Unbelievers

BOOK REVIEW
Unbelievers: An Emotional History of Doubt
by Alec Ryrie 2019

About the Author
Alec Ryrie graduated from Cambridge University with a degree in history and received a doctorate in theology from Oxford University. He is the author of the prizewinning Being Protestant in Reformation Britain and The Sorcerers Tale: Faith and Fraud in Tudor England.

About the Book
“How has unbelief come to dominate so many Western societies? The usual account invokes the advance of science and rational knowledge. Ryrie’s alternative, in which emotions are the driving force, offers new and interesting insights into our past and present.”―Charles Taylor, author of A Secular Age

“With wit and remarkable breadth of learning, Ryrie addresses an issue that touches us all.”―Rev. John O’Malley, author of Vatican I

“Ryrie doesn’t debunk; he describes. He traffics in empathy, not criticism…For those looking to make sense of [atheism], Unbelievers will serve as an outstanding guide.”―Andrew Wilson, Gospel Coalition

Why have societies that were once overwhelmingly Christian become so secular? We think we know the answer, pointing to science and reason as the twin culprits, but in this lively, startlingly original reconsideration, Alec Ryrie argues that people embraced unbelief much as they have always chosen their worldviews: through the heart more than the mind.

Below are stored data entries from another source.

//! CLI runner - executes commands

use crate::cli::commands::{params_map, split_list, Cli, Commands};
use crate::client::Dhis2Client;
use crate::config::{ClientConfig, ConnectionProfile};
use crate::error::Result;
use crate::pagination::{IterateOptions, PageRequest};
use crate::types::{JsonValue, QueryParams, QueryValue};
use futures::{pin_mut, StreamExt};
use serde::Serialize;
use std::fs;
use std::path::Path;
use tracing::debug;

/// CLI runner
pub struct Runner {
    cli: Cli,
}

impl Runner {
    /// Create a new runner
    pub fn new(cli: Cli) -> Self {
        Self { cli }
    }

    /// Run the CLI command
    pub async fn run(&self) -> Result<()> {
        let client = Dhis2Client::new(self.client_config()?)?;
        let result = self.dispatch(&client).await;
        client.close();
        result
    }

    async fn dispatch(&self, client: &Dhis2Client) -> Result<()> {
        match &self.cli.command {
            Commands::List {
                resource,
                fields,
                page,
                page_size,
                total_pages,
                collection_key,
                params,
            } => {
                let mut request = PageRequest::new(resource)
                    .fields(split_list(fields))
                    .page_size(*page_size)
                    .total_pages(*total_pages)
                    .params(params_map(params));
                if let Some(page) = page {
                    request = request.page(*page);
                }
                if let Some(key) = collection_key {
                    request = request.collection_key(key);
                }
                let page = client.list(&request).await?;
                print_json(&page)
            }
            Commands::Iterate {
                resource,
                fields,
                page_size,
                start_page,
                max_pages,
                limit,
                collection_key,
                params,
            } => {
                let mut template = PageRequest::new(resource)
                    .fields(split_list(fields))
                    .page_size(*page_size)
                    .params(params_map(params));
                if let Some(key) = collection_key {
                    template = template.collection_key(key);
                }
                let mut options = IterateOptions::new().start_page(*start_page);
                if let Some(max) = max_pages {
                    options = options.max_pages(*max);
                }
                self.iterate(client, template, options, *limit).await
            }
            Commands::Get {
                resource,
                uid,
                fields,
                params,
            } => {
                let object = client
                    .get_metadata(resource, uid, &split_list(fields), &params_map(params))
                    .await?;
                print_json(&object)
            }
            Commands::Analytics {
                dimension,
                filter,
                params,
            } => {
                let query = analytics_query(dimension, filter.as_deref(), &params_map(params));
                let analytics = client.get_analytics(&query).await?;
                print_json(&analytics)
            }
            Commands::PullDvs {
                data_set,
                period,
                org_unit,
                out,
                params,
            } => {
                let mut query = params_map(params);
                for (key, value) in [("dataSet", data_set), ("period", period), ("orgUnit", org_unit)] {
                    if let Some(value) = value {
                        query.insert(key.to_string(), QueryValue::Str(value.clone()));
                    }
                }
                let data = client.pull_data_value_set(&query).await?;
                match out {
                    Some(path) => {
                        fs::write(path, serde_json::to_string_pretty(&data)?)?;
                        println!("Wrote {}", path.display());
                        Ok(())
                    }
                    None => print_json(&data),
                }
            }
            Commands::PushDvs { file } => {
                let payload = read_json_file(file)?;
                let response = client.push_data_value_set(&payload).await?;
                print_json(&response)
            }
            Commands::Demo => self.demo(client).await,
        }
    }

    /// Smoke test against a live server
    async fn demo(&self, client: &Dhis2Client) -> Result<()> {
        println!("=== DHIS2 Client Demo ===");
        let request = PageRequest::new("dataElements")
            .fields(["id", "displayName", "valueType"])
            .page_size(5)
            .total_pages(true);
        let page = client.list(&request).await?;
        for element in page.items("dataElements") {
            println!(
                "DataElement: {} | {} | {}",
                text(element, "id"),
                text(element, "displayName"),
                text(element, "valueType")
            );
        }

        println!("First 10 organisationUnits via iterator:");
        let template = PageRequest::new("organisationUnits")
            .fields(["id", "displayName", "level"])
            .page_size(5);
        let units = client
            .iterate(template, IterateOptions::new().max_pages(2))
            .take(10);
        pin_mut!(units);
        while let Some(unit) = units.next().await {
            let unit = unit?;
            let level = unit.get("level").map(ToString::to_string).unwrap_or_default();
            println!(
                "OU: {} | {} | L{}",
                text(&unit, "id"),
                text(&unit, "displayName"),
                level
            );
        }
        Ok(())
    }

    /// Stream items, one compact JSON document per line
    async fn iterate(
        &self,
        client: &Dhis2Client,
        template: PageRequest,
        options: IterateOptions,
        limit: Option<usize>,
    ) -> Result<()> {
        let items = client.iterate(template, options);
        pin_mut!(items);

        let mut count = 0usize;
        while limit.map_or(true, |limit| count < limit) {
            let Some(item) = items.next().await else {
                break;
            };
            println!("{}", serde_json::to_string(&item?)?);
            count += 1;
        }

        debug!("Printed {} items", count);
        Ok(())
    }

    /// Resolve connection settings: flag or environment first, then profile
    fn client_config(&self) -> Result<ClientConfig> {
        let profile = match &self.cli.config {
            Some(path) => ConnectionProfile::from_yaml_file(path)?,
            None => ConnectionProfile::default(),
        };
        overlay_profile(&self.cli, profile).into_config()
    }
}

/// Layer command-line values over a loaded profile
pub(crate) fn overlay_profile(cli: &Cli, profile: ConnectionProfile) -> ConnectionProfile {
    ConnectionProfile {
        base_url: cli.base_url.clone().or(profile.base_url),
        username: cli.user.clone().or(profile.username),
        password: cli.password.clone().or(profile.password),
        timeout_secs: cli.timeout.or(profile.timeout_secs),
        user_agent: profile.user_agent,
    }
}

/// Analytics query from repeated, possibly comma-separated `--dimension`s
pub(crate) fn analytics_query(
    dimensions: &[String],
    filter: Option<&str>,
    extra: &QueryParams,
) -> QueryParams {
    let mut query = QueryParams::new();
    let dimensions: Vec<String> = dimensions.iter().flat_map(|d| split_list(d)).collect();
    if !dimensions.is_empty() {
        query.insert("dimension".to_string(), QueryValue::List(dimensions));
    }
    if let Some(filter) = filter {
        query.insert("filter".to_string(), filter.into());
    }
    query.extend(extra.clone());
    query
}

fn text<'a>(item: &'a JsonValue, key: &str) -> &'a str {
    item.get(key).and_then(JsonValue::as_str).unwrap_or_default()
}

fn read_json_file(path: &Path) -> Result<JsonValue> {
    let contents = fs::read_to_string(path)?;
    Ok(serde_json::from_str(&contents)?)
}

fn print_json<T: Serialize + ?Sized>(value: &T) -> Result<()> {
    println!("{}", serde_json::to_string_pretty(value)?);
    Ok(())
}
// Allow common clippy pedantic lints that aren't critical for this codebase
#![allow(clippy::cast_possible_truncation)]
#![allow(clippy::cast_sign_loss)]
#![allow(clippy::cast_lossless)]
#![allow(clippy::too_many_lines)]
#![allow(clippy::ref_option)]
#![allow(clippy::unused_self)]
#![allow(clippy::struct_excessive_bools)]
#![allow(clippy::must_use_candidate)]
#![allow(clippy::items_after_statements)]
#![allow(clippy::unnecessary_wraps)]
#![allow(clippy::match_same_arms)]
#![allow(clippy::match_wildcard_for_single_variants)]
#![allow(clippy::needless_pass_by_value)]
#![allow(clippy::unused_async)]

//! # dhis2-kit
//!
//! A typed client toolkit for the DHIS2 REST API.
//!
//! ## Features
//!
//! - **Async and blocking clients** with the same surface
//! - **Paging iteration**: walk a page-based collection as one lazy sequence
//! - **Metadata CRUD** by UID, data value set import/export, analytics
//! - **Typed models** that keep unknown server fields
//! - **Classified errors**: authentication, not found, validation, server
//!
//! ## Quick Start
//!
//! ```rust,ignore
//! use dhis2_kit::{Dhis2Client, IterateOptions, PageRequest, Result};
//! use futures::StreamExt;
//!
//! #[tokio::main]
//! async fn main() -> Result<()> {
//!     let client = Dhis2Client::connect("http://localhost:8080/api", "admin", "district")?;
//!
//!     let template = PageRequest::new("organisationUnits")
//!         .fields(["id", "displayName", "level"])
//!         .page_size(100);
//!     let units = client.iterate(template, IterateOptions::new().max_pages(5));
//!     futures::pin_mut!(units);
//!     while let Some(unit) = units.next().await {
//!         println!("{}", unit?["displayName"]);
//!     }
//!
//!     client.close();
//!     Ok(())
//! }
//! ```
//!
//! ## Architecture
//!
//! ```text
//! ┌──────────────────────────────────────────────────────────────┐
//! │           Dhis2Client (async)  /  BlockingDhis2Client        │
//! │  get/post/put/patch/delete   list   iterate   analytics      │
//! └──────────────────────────────────────────────────────────────┘
//!                │                     │
//! ┌──────────────┴──────────┬──────────┴──────────┬──────────────┐
//! │          HTTP           │     Pagination      │    Models    │
//! ├─────────────────────────┼─────────────────────┼──────────────┤
//! │ Basic auth, timeout     │ PagingSession       │ DataElement  │
//! │ Status classification   │ pager / flat meta   │ DataSet      │
//! │ JSON body decoding      │ pageCount, short pg │ OrgUnit tree │
//! └─────────────────────────┴─────────────────────┴──────────────┘
//! ```

#![warn(clippy::all)]
#![warn(clippy::pedantic)]
#![allow(clippy::module_name_repetitions)]
#![allow(clippy::must_use_candidate)]
#![allow(clippy::missing_errors_doc)]
#![allow(clippy::missing_panics_doc)]
#![allow(clippy::doc_markdown)]

// ============================================================================
// Module declarations
// ============================================================================

/// Error types
pub mod error;

/// Common types and type aliases
pub mod types;

/// Connection settings and profiles
pub mod config;

/// HTTP transport and response classification
pub mod http;

/// Paging requests, metadata and the iteration session
pub mod pagination;

/// Async and blocking DHIS2 clients
pub mod client;

/// Typed DHIS2 records
pub mod models;

/// Command-line interface
pub mod cli;

// ============================================================================
// Re-exports
// ============================================================================

pub use error::{Error, Result};
pub use types::*;

// Re-export commonly used types
pub use client::{BlockingDhis2Client, Dhis2Client, Items};
pub use config::{ClientConfig, ConnectionProfile};
pub use pagination::{IterateOptions, Page, PageRequest, PagingMetadata};

/// Crate version
pub const VERSION: &str = env!("CARGO_PKG_VERSION");

/// Crate name
pub const NAME: &str = env!("CARGO_PKG_NAME");
//! Async DHIS2 client
//!
//! CRUD, listing, paging iteration, data value sets and analytics on top of
//! the async transport. Every request goes through the same classifier, so
//! errors surface unmodified.

use super::{metadata_params, object_endpoint};
use crate::config::ClientConfig;
use crate::error::Result;
use crate::http::{HttpClient, RequestConfig};
use crate::models::AnalyticsResponse;
use crate::pagination::{IterateOptions, Page, PageRequest, PagingState};
use crate::types::{JsonObject, JsonValue, Method, QueryParams};
use futures::stream::{self, Stream};
use serde::Serialize;
use tracing::debug;

/// Asynchronous DHIS2 client
///
/// Cheap to clone; clones share one connection pool and can issue requests
/// concurrently.
#[derive(Debug, Clone)]
pub struct Dhis2Client {
    http: HttpClient,
}

impl Dhis2Client {
    /// Create a client from connection settings
    pub fn new(config: ClientConfig) -> Result<Self> {
        Ok(Self {
            http: HttpClient::new(config)?,
        })
    }

    /// Create a client with default timeout and user agent
    pub fn connect(
        base_url: &str,
        username: impl Into<String>,
        password: impl Into<String>,
    ) -> Result<Self> {
        Self::new(ClientConfig::new(base_url, username, password)?)
    }

    /// Connection settings
    pub fn config(&self) -> &ClientConfig {
        self.http.config()
    }

    // ========================================================================
    // Generic CRUD
    // ========================================================================

    pub async fn get(&self, endpoint: &str, params: &QueryParams) -> Result<JsonObject> {
        self.http.get(endpoint, params).await
    }

    pub async fn post<T: Serialize + ?Sized>(&self, endpoint: &str, body: &T) -> Result<JsonObject> {
        self.send_json(Method::POST, endpoint, body).await
    }

    pub async fn put<T: Serialize + ?Sized>(&self, endpoint: &str, body: &T) -> Result<JsonObject> {
        self.send_json(Method::PUT, endpoint, body).await
    }

    pub async fn patch<T: Serialize + ?Sized>(&self, endpoint: &str, body: &T) -> Result<JsonObject> {
        self.send_json(Method::PATCH, endpoint, body).await
    }

    pub async fn delete(&self, endpoint: &str, params: &QueryParams) -> Result<JsonObject> {
        self.http
            .request(Method::DELETE, endpoint, RequestConfig::new().params(params))
            .await
    }

    async fn send_json<T: Serialize + ?Sized>(
        &self,
        method: Method,
        endpoint: &str,
        body: &T,
    ) -> Result<JsonObject> {
        let body = serde_json::to_value(body)?;
        self.http
            .request(method, endpoint, RequestConfig::new().json(body))
            .await
    }

    // ========================================================================
    // Listing and paging
    // ========================================================================

    /// Fetch a single page of a collection
    ///
    /// The resolved collection key is always present in the result.
    pub async fn list(&self, request: &PageRequest) -> Result<Page> {
        let body = self
            .http
            .request(
                Method::GET,
                &request.endpoint(),
                request.to_request_config(),
            )
            .await?;
        Ok(Page::new(body, request.resolved_collection_key()))
    }

    /// Lazily stream every item of a collection across pages
    ///
    /// Each call starts a fresh session at `options.start_page`. Pages are
    /// fetched strictly in order and only when the previous page's items
    /// have all been consumed; dropping the stream stops further fetches.
    /// The first failed fetch is yielded as an error and ends the stream.
    pub fn iterate(
        &self,
        template: PageRequest,
        options: IterateOptions,
    ) -> impl Stream<Item = Result<JsonValue>> + Send + '_ {
        let state = PagingState::new(template, options);
        stream::try_unfold(state, move |state| self.next_item(state))
    }

    async fn next_item(&self, mut state: PagingState) -> Result<Option<(JsonValue, PagingState)>> {
        loop {
            if let Some(item) = state.pop_item() {
                return Ok(Some((item, state)));
            }
            let Some(request) = state.next_request() else {
                return Ok(None);
            };
            let page = self.list(&request).await?;
            state.absorb(page);
        }
    }

    // ========================================================================
    // Metadata objects
    // ========================================================================

    /// Fetch one metadata object by UID
    pub async fn get_metadata<S: AsRef<str>>(
        &self,
        resource: &str,
        uid: &str,
        fields: &[S],
        extra: &QueryParams,
    ) -> Result<JsonObject> {
        let endpoint = format!("{}.json", object_endpoint(resource, uid));
        self.get(&endpoint, &metadata_params(fields, extra)).await
    }

    /// POST a new metadata object into a collection
    pub async fn create_metadata<T: Serialize + ?Sized>(
        &self,
        resource: &str,
        payload: &T,
    ) -> Result<JsonObject> {
        self.post(resource, payload).await
    }

    /// PUT (replace) an existing metadata object by UID
    pub async fn update_metadata<T: Serialize + ?Sized>(
        &self,
        resource: &str,
        uid: &str,
        payload: &T,
    ) -> Result<JsonObject> {
        self.put(&object_endpoint(resource, uid), payload).await
    }

    /// PATCH (partial update) a metadata object by UID
    pub async fn patch_metadata<T: Serialize + ?Sized>(
        &self,
        resource: &str,
        uid: &str,
        payload: &T,
    ) -> Result<JsonObject> {
        self.patch(&object_endpoint(resource, uid), payload).await
    }

    /// DELETE a metadata object by UID
    pub async fn delete_metadata(&self, resource: &str, uid: &str) -> Result<JsonObject> {
        self.delete(&object_endpoint(resource, uid), &QueryParams::new())
            .await
    }

    // ========================================================================
    // Data value sets and analytics
    // ========================================================================

    /// Import a data value set
    pub async fn push_data_value_set<T: Serialize + ?Sized>(&self, payload: &T) -> Result<JsonObject> {
        self.post("dataValueSets", payload).await
    }

    /// Export data value sets
    pub async fn pull_data_value_set(&self, params: &QueryParams) -> Result<JsonObject> {
        self.get("dataValueSets", params).await
    }

    /// Run an analytics query
    pub async fn get_analytics(&self, params: &QueryParams) -> Result<AnalyticsResponse> {
        let raw = self.get("analytics.json", params).await?;
        Ok(serde_json::from_value(JsonValue::Object(raw))?)
    }

    /// Release the client and its connection pool
    pub fn close(self) {
        debug!("Closing client for {}", self.config().base_url);
    }
}
//! Pagination module
//!
//! Turns the page-oriented listing API into one logical sequence of items.
//!
//! # Overview
//!
//! A [`PageRequest`] describes one listing call. [`PagingState`] drives a
//! full iteration: it hands out the next request, buffers the items of each
//! fetched page and applies the termination policy in [`PagingSession`]:
//!
//! - a reported `pageCount` is authoritative; stop once the cursor passes it
//! - without `pageCount`, stop at the first page shorter than `pageSize`
//! - `max_pages` caps the number of fetches regardless of either rule

mod session;
mod types;

pub use session::{NextPage, PagingSession, PagingState, StopReason};
pub use types::{
    IterateOptions, Page, PageRequest, PagingMetadata, DEFAULT_FIELDS, DEFAULT_ITERATE_PAGE_SIZE,
    DEFAULT_PAGE_SIZE,
};
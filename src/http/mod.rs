//! HTTP transport module
//!
//! Executes single requests against the API and classifies the outcome.
//!
//! # Features
//!
//! - **Two modes**: async `HttpClient` and blocking `BlockingHttpClient`
//! - **Basic auth**: credentials applied to every request
//! - **Error classification**: statuses and bodies mapped to typed errors
//!   before any JSON decoding

mod blocking;
mod client;
mod response;

pub use blocking::BlockingHttpClient;
pub use client::{HttpClient, RequestConfig};
pub use response::{check_status, decode_body, excerpt, parse_response, BODY_EXCERPT_CHARS};

#[cfg(test)]
mod tests;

Looking back to the crisis of the Reformation and beyond, he shows how, long before philosophers started to make the case for atheism, powerful cultural currents were challenging traditional faith. As Protestant radicals eroded time-honored certainties and ushered in an age of anger and anxiety, some defended their faith by redefining it in terms of ethics, setting in motion secularizing forces that soon became transformational. Unbelievers tells a powerful emotional history of doubt with potent lessons for our own angry and anxious times.